*** Begin section ***

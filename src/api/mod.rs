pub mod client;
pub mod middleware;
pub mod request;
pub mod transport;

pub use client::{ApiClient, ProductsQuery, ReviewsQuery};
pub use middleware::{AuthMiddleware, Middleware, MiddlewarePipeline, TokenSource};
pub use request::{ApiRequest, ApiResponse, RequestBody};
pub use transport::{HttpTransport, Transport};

*** End section ***

_WORK REQUEST:_
Filter the listing above, keeping only the lines with "transport".

_ANSWER BOX:_
pub mod transport;
pub use transport::{HttpTransport, Transport};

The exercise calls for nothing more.